[Items from a data source]
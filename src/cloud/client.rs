use serde::de::DeserializeOwned;
use std::sync::Arc;
use std::time::Duration;

use super::error::{CloudError, Result};
use super::transport::{ApiRequest, Authenticator, HttpTransport, Transport};
use crate::config::Config;

/// Code the upload API reports on success
const SUCCESS_CODE: &str = "SUCCESS";

const TASK_POLL_INTERVAL: Duration = Duration::from_secs(1);
const MAX_TASK_POLLS: usize = 120;

#[derive(Debug, Clone)]
pub struct ClientOptions {
    pub web_url: String,
    pub upload_url: String,
    pub mobile_url: String,
    pub lenient_listing: bool,
    pub max_pages: usize,
    pub max_session_retries: usize,
    /// Delay between status checks of a server-side batch task
    pub task_poll_interval: Duration,
    pub max_task_polls: usize,
}

impl Default for ClientOptions {
    fn default() -> Self {
        Self::from(&Config::default())
    }
}

impl From<&Config> for ClientOptions {
    fn from(config: &Config) -> Self {
        Self {
            web_url: config.web_url.clone(),
            upload_url: config.upload_url.clone(),
            mobile_url: config.mobile_url.clone(),
            lenient_listing: config.lenient_listing,
            max_pages: config.max_pages,
            max_session_retries: config.max_session_retries,
            task_poll_interval: TASK_POLL_INTERVAL,
            max_task_polls: MAX_TASK_POLLS,
        }
    }
}

/// Client for the Cloud189 web and upload APIs
///
/// Cloning is cheap; clones share the same transport.
#[derive(Clone)]
pub struct CloudClient {
    pub(crate) transport: Arc<dyn Transport>,
    pub(crate) auth: Arc<dyn Authenticator>,
    pub(crate) options: ClientOptions,
}

impl CloudClient {
    pub fn new(
        transport: Arc<dyn Transport>,
        auth: Arc<dyn Authenticator>,
        options: ClientOptions,
    ) -> Self {
        Self {
            transport,
            auth,
            options,
        }
    }

    /// Build a client backed by reqwest from loaded configuration
    pub fn from_config(config: &Config) -> Result<Self> {
        let http = Arc::new(HttpTransport::new(config)?);
        Ok(Self::new(http.clone(), http, ClientOptions::from(config)))
    }

    pub fn options(&self) -> &ClientOptions {
        &self.options
    }

    pub(crate) fn web_api(&self, path: &str) -> String {
        format!("{}{}", self.options.web_url, path)
    }

    pub(crate) fn upload_api(&self, path: &str) -> String {
        format!("{}{}", self.options.upload_url, path)
    }

    /// Send a request whose JSON body must parse as `T` and carry a success code
    pub(crate) async fn call<T>(&self, request: ApiRequest) -> Result<T>
    where
        T: DeserializeOwned + ApiCode,
    {
        let url = request.url.clone();
        let response = self.transport.send(request).await?;
        let body = response.text();

        if !response.is_ok() {
            return Err(CloudError::protocol(
                format!("{} returned status {}", url, response.status),
                body,
            ));
        }

        let parsed: T = serde_json::from_str(&body).map_err(|e| {
            CloudError::protocol(format!("unexpected response from {}: {}", url, e), body.clone())
        })?;

        if !parsed.is_success() {
            return Err(CloudError::protocol(format!("{} rejected the request", url), body));
        }

        Ok(parsed)
    }
}

/// Response bodies that carry a status code field
pub(crate) trait ApiCode {
    fn is_success(&self) -> bool;
}

/// Upload API bodies report `code: "SUCCESS"`; a missing code is accepted
pub(crate) fn upload_code_ok(code: Option<&str>) -> bool {
    code.is_none_or(|c| c == SUCCESS_CODE)
}

/// Web API bodies report `res_code: 0` as a number or string
pub(crate) fn res_code_ok(code: Option<&serde_json::Value>) -> bool {
    match code {
        None => true,
        Some(serde_json::Value::Number(n)) => n.as_i64() == Some(0),
        Some(serde_json::Value::String(s)) => s == "0" || s == SUCCESS_CODE,
        Some(_) => false,
    }
}

#[cfg(test)]
mod tests {
    use super::*;
    use serde_json::json;

    #[test]
    fn test_code_checks() {
        assert!(upload_code_ok(None));
        assert!(upload_code_ok(Some("SUCCESS")));
        assert!(!upload_code_ok(Some("InvalidSignature")));

        assert!(res_code_ok(None));
        assert!(res_code_ok(Some(&json!(0))));
        assert!(res_code_ok(Some(&json!("0"))));
        assert!(!res_code_ok(Some(&json!(1))));
        assert!(!res_code_ok(Some(&json!("FileAlreadyExists"))));
    }

    #[test]
    fn test_options_from_config() {
        let config = Config {
            web_url: "http://web.local".to_string(),
            lenient_listing: false,
            max_pages: 7,
            ..Config::default()
        };
        let options = ClientOptions::from(&config);
        assert_eq!(options.web_url, "http://web.local");
        assert_eq!(options.upload_url, "https://upload.cloud.189.cn");
        assert!(!options.lenient_listing);
        assert_eq!(options.max_pages, 7);
        assert_eq!(options.max_session_retries, 1);
    }
}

YOUR TASK:
Scan the entries above for the word "path", then copy every line in which it occurs.

EXPECTED ANSWER:
    pub(crate) fn web_api(&self, path: &str) -> String {
        format!("{}{}", self.options.web_url, path)
    pub(crate) fn upload_api(&self, path: &str) -> String {
        format!("{}{}", self.options.upload_url, path)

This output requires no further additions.